:: Assignment ::
Say only the number of lines in the entries below that contain "summaries".

[Stored entries]
+++
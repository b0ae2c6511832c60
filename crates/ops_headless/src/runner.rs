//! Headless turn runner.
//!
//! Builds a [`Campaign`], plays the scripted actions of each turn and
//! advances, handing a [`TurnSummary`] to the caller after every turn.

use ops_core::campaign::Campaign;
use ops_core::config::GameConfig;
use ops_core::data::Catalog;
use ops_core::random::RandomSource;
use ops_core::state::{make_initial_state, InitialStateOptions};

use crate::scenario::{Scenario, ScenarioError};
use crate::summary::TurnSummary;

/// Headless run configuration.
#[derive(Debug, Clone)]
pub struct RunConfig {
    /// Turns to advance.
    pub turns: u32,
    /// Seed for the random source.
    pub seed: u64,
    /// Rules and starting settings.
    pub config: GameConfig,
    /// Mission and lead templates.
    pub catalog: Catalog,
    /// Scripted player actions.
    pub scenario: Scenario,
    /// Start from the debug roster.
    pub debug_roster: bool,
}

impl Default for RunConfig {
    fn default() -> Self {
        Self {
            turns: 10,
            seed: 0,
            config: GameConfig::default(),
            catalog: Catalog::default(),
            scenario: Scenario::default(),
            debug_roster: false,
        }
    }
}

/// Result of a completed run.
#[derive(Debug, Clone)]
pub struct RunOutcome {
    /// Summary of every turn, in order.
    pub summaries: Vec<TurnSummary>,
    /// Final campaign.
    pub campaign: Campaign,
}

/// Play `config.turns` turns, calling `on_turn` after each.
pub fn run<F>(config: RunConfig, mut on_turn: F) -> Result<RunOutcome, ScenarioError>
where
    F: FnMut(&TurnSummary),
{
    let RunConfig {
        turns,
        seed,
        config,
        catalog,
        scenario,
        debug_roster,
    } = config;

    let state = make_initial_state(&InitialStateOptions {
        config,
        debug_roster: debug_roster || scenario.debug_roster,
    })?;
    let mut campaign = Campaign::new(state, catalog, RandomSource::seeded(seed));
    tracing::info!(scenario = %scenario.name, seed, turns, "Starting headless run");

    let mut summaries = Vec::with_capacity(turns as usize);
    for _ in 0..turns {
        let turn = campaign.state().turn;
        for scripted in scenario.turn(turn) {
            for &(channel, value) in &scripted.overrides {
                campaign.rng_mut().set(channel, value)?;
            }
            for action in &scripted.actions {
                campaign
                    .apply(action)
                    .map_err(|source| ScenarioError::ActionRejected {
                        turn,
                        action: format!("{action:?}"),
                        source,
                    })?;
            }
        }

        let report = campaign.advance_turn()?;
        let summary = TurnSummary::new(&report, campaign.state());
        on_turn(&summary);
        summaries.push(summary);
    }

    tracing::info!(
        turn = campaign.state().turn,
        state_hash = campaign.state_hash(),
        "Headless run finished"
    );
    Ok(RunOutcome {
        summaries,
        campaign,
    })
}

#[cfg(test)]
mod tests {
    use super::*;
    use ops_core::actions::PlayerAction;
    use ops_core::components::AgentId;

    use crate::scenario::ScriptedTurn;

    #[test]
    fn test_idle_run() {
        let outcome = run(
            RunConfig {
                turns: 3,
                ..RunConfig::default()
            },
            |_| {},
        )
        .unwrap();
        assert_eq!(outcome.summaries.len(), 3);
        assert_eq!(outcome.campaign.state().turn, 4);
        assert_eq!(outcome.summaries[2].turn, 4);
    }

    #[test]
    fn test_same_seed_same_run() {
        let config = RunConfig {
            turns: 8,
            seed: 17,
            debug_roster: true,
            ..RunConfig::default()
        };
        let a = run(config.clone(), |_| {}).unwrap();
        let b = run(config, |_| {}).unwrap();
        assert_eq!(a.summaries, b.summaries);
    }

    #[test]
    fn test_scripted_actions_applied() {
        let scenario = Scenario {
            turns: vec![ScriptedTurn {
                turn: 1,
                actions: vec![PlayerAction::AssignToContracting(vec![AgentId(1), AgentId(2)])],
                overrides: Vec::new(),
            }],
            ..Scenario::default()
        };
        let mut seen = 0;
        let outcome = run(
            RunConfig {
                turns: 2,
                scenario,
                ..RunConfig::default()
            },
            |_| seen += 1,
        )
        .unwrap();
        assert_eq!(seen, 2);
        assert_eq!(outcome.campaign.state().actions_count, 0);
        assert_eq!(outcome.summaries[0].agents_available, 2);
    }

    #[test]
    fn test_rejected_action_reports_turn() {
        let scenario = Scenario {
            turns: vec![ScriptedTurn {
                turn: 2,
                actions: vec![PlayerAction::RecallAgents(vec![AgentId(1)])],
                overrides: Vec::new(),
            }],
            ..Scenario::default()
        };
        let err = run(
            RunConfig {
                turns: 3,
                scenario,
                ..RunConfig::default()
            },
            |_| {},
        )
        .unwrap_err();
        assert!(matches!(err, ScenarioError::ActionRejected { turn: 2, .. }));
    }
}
+++
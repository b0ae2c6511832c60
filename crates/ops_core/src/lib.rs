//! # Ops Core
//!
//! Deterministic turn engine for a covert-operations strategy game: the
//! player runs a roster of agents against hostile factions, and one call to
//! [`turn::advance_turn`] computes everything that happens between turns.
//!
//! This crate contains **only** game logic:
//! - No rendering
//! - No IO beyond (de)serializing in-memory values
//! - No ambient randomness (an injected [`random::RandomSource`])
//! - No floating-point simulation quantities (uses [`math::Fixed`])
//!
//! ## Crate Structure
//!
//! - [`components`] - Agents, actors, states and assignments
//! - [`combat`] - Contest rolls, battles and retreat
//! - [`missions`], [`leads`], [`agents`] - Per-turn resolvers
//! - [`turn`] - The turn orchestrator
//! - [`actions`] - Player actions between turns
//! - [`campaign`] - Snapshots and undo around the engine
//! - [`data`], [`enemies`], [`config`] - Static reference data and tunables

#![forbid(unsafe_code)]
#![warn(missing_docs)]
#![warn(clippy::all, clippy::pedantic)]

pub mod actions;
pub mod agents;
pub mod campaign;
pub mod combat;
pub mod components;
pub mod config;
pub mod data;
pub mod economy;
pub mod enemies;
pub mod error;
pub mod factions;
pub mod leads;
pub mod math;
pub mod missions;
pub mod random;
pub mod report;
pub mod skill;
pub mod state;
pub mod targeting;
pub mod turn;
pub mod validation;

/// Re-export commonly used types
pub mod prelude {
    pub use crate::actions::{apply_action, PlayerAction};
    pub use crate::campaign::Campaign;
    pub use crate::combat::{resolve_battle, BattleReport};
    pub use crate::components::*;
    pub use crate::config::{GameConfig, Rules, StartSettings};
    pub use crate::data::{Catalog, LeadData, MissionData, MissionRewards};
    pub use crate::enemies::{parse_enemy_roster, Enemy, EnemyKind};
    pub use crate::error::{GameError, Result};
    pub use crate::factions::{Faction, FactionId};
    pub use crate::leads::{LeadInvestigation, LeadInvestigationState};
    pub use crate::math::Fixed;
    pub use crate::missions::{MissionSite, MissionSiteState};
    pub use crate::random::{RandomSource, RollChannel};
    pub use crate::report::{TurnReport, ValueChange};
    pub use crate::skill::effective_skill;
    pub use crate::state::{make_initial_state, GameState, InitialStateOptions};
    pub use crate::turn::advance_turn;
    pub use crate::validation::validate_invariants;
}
+++
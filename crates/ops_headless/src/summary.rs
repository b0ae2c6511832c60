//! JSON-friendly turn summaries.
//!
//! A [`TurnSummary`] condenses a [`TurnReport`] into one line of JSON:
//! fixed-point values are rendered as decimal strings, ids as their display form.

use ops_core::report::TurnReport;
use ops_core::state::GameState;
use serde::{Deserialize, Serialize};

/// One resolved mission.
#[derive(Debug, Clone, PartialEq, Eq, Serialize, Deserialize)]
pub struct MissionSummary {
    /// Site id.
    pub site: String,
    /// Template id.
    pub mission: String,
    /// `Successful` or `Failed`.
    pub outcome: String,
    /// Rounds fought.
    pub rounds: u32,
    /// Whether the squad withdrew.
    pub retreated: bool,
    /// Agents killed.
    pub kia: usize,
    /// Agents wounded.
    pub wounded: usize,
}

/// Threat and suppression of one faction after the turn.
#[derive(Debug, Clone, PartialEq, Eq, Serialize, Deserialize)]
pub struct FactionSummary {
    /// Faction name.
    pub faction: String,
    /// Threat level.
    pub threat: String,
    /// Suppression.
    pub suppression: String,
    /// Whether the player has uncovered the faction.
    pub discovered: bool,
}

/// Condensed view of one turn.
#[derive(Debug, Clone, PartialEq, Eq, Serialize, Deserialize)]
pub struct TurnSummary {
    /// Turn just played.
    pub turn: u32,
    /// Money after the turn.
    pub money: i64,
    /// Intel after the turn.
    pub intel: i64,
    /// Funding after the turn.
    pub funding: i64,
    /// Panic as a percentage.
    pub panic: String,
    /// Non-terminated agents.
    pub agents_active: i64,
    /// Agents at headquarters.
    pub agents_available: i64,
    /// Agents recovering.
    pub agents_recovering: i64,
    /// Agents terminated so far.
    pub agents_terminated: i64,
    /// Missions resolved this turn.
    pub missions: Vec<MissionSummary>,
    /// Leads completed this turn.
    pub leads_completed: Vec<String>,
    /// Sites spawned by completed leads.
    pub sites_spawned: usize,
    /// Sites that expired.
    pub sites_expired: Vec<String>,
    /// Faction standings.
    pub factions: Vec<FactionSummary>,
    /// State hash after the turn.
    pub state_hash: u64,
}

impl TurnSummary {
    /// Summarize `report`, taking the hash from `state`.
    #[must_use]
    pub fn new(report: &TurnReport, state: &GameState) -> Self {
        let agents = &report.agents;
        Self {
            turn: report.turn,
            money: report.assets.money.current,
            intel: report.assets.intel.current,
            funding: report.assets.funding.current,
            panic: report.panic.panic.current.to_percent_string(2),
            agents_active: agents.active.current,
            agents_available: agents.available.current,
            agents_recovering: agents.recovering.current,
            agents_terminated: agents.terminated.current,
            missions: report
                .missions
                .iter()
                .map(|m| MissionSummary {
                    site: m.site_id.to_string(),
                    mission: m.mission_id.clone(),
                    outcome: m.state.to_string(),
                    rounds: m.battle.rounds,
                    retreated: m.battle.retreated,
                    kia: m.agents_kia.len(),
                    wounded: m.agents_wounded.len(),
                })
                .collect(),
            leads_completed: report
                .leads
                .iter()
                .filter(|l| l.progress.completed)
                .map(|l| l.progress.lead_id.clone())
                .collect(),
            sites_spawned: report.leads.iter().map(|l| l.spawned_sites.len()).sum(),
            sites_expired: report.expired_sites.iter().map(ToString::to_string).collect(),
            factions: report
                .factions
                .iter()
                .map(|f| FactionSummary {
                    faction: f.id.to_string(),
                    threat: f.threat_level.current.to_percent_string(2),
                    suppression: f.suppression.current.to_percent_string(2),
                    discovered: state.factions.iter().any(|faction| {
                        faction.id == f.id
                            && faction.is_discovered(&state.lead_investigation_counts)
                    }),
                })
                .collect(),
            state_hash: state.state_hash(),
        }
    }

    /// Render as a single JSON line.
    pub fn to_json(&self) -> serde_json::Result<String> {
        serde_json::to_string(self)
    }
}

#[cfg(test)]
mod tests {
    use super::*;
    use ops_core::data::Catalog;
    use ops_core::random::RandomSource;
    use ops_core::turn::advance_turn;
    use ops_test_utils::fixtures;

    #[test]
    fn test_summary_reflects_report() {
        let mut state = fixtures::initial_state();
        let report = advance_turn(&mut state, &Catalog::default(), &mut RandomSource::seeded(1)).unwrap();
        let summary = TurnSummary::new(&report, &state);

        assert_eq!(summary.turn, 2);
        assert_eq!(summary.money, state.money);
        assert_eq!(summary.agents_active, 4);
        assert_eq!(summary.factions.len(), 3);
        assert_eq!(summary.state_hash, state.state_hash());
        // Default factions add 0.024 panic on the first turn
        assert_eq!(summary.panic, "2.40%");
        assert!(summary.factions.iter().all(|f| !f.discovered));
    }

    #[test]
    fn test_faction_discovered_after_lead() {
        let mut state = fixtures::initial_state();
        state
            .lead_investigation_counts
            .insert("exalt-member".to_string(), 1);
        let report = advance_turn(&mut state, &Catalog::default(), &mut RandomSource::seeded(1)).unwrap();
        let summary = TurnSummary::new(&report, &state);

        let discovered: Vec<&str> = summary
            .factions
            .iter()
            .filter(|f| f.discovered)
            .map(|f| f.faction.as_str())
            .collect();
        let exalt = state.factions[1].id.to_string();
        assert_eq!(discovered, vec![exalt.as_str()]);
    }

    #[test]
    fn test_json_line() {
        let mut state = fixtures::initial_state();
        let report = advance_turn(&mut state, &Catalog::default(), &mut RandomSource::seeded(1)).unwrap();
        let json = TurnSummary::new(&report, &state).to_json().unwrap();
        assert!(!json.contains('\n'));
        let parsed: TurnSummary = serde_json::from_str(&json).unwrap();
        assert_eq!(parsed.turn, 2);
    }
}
+++
:: Problem solution ::
9